Cette évaluation, que je soumets à l’Assemblée dans le présent rapport,
est politique et non judiciaire, car l’Assemblée n’est pas un tribunal.
À titre personnel, et sans préjudice des futures décisions de justice
indépendantes, je me sens obligé, notamment à l’égard des familles
et amis des victimes, de partager également mes propres conclusions
sur la destruction du vol MH17. Je m’appuie uniquement sur des faits
objectifs que j’interprète en toute impartialité.
12. Avant de tirer des conclusions dans le cadre de mon mandat,
je présenterai brièvement dans ce rapport les enquêtes menées à
ce jour au niveau national et international en mettant l’accent
sur les progrès réalisés et les obstacles rencontrés par les enquêteurs.
1.3. Visites
d’information à La Haye et à Kiev (31 janvier-4 février 2022)
13. Je tiens à remercier les délégations
néerlandaise et ukrainienne pour les réunions très utiles qu’elles
ont organisées avec l’ensemble des parties prenantes concernées
à La Haye et à Kiev.
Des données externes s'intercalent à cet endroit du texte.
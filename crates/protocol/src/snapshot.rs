//! Whole-database images moved across the context boundary.

use std::fmt;

use base64::Engine;
use base64::engine::general_purpose::STANDARD;
use serde::{Deserialize, Deserializer, Serialize, Serializer};

/// Magic string every SQLite database file starts with.
pub const SQLITE_HEADER: &[u8; 16] = b"SQLite format 3\0";

/// MIME type attached to exported snapshots.
pub const SNAPSHOT_MIME_TYPE: &str = "application/vnd.sqlite3";

/// Raw byte image of a full database, serialized as a base64 string.
#[derive(Clone, Default, PartialEq, Eq)]
pub struct Snapshot(Vec<u8>);

impl Snapshot {
	pub fn new(bytes: impl Into<Vec<u8>>) -> Self {
		Self(bytes.into())
	}

	pub fn as_bytes(&self) -> &[u8] {
		&self.0
	}

	pub fn into_bytes(self) -> Vec<u8> {
		self.0
	}

	pub fn len(&self) -> usize {
		self.0.len()
	}

	pub fn is_empty(&self) -> bool {
		self.0.is_empty()
	}

	/// Returns true if the image starts with the SQLite file header.
	pub fn has_sqlite_header(&self) -> bool {
		self.0.starts_with(SQLITE_HEADER)
	}
}

impl From<Vec<u8>> for Snapshot {
	fn from(bytes: Vec<u8>) -> Self {
		Self(bytes)
	}
}

impl AsRef<[u8]> for Snapshot {
	fn as_ref(&self) -> &[u8] {
		&self.0
	}
}

impl fmt::Debug for Snapshot {
	fn fmt(&self, f: &mut fmt::Formatter<'_>) -> fmt::Result {
		f.debug_struct("Snapshot").field("len", &self.0.len()).finish()
	}
}

impl Serialize for Snapshot {
	fn serialize<S: Serializer>(&self, serializer: S) -> Result<S::Ok, S::Error> {
		serializer.serialize_str(&STANDARD.encode(&self.0))
	}
}

impl<'de> Deserialize<'de> for Snapshot {
	fn deserialize<D: Deserializer<'de>>(deserializer: D) -> Result<Self, D::Error> {
		let encoded: String = Deserialize::deserialize(deserializer)?;
		STANDARD
			.decode(encoded.as_bytes())
			.map(Snapshot)
			.map_err(serde::de::Error::custom)
	}
}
J’ai été particulièrement touché par la dignité
et la force de caractère dont ont fait preuve les nombreux proches
de victimes du crash que j’ai rencontrés à La Haye. Ces rencontres
m’ont fait prendre conscience de l’indicible horreur qu’ont dû vivre
les passagers et l’équipage du vol MH17 lorsque leur avion a été
touché par un missile, ainsi que de l’infinie souffrance de leurs
familles et amis. Il est évident que pour faire leur deuil, ces
derniers ont besoin de connaître toute la vérité sur ce qui est
arrivé à leurs proches, sur les conditions et les raisons de cette
tragédie, et d’en voir les responsables traduits en justice. Au
lieu de cela, leur souffrance a été prolongée et aggravée par les
mensonges éhontés et les versions sans cesse différentes des événements
propagés par les autorités russes et les dirigeants des soi-disantes
«républiques populaires» de Donetsk et de Lougansk, ainsi que par le
manque total de respect des séparatistes pro-russes qui contrôlaient
le site du crash à l’égard des dépouilles des victimes.
2. Les
enquêtes aux niveaux international et national – avancées et obstacles
14. Après la catastrophe, et suite
à la diffusion dans les médias internationaux des images terribles
de l’épave de l’avion et des restes humains éparpillés sur un vaste
périmètre dans la zone de conflit à l’est de l’Ukraine, il est rapidement
apparu que le crash n’était pas dû à un dysfonctionnement de l’avion
ni à une erreur de pilotage, mais à l’impact d’une arme de guerre.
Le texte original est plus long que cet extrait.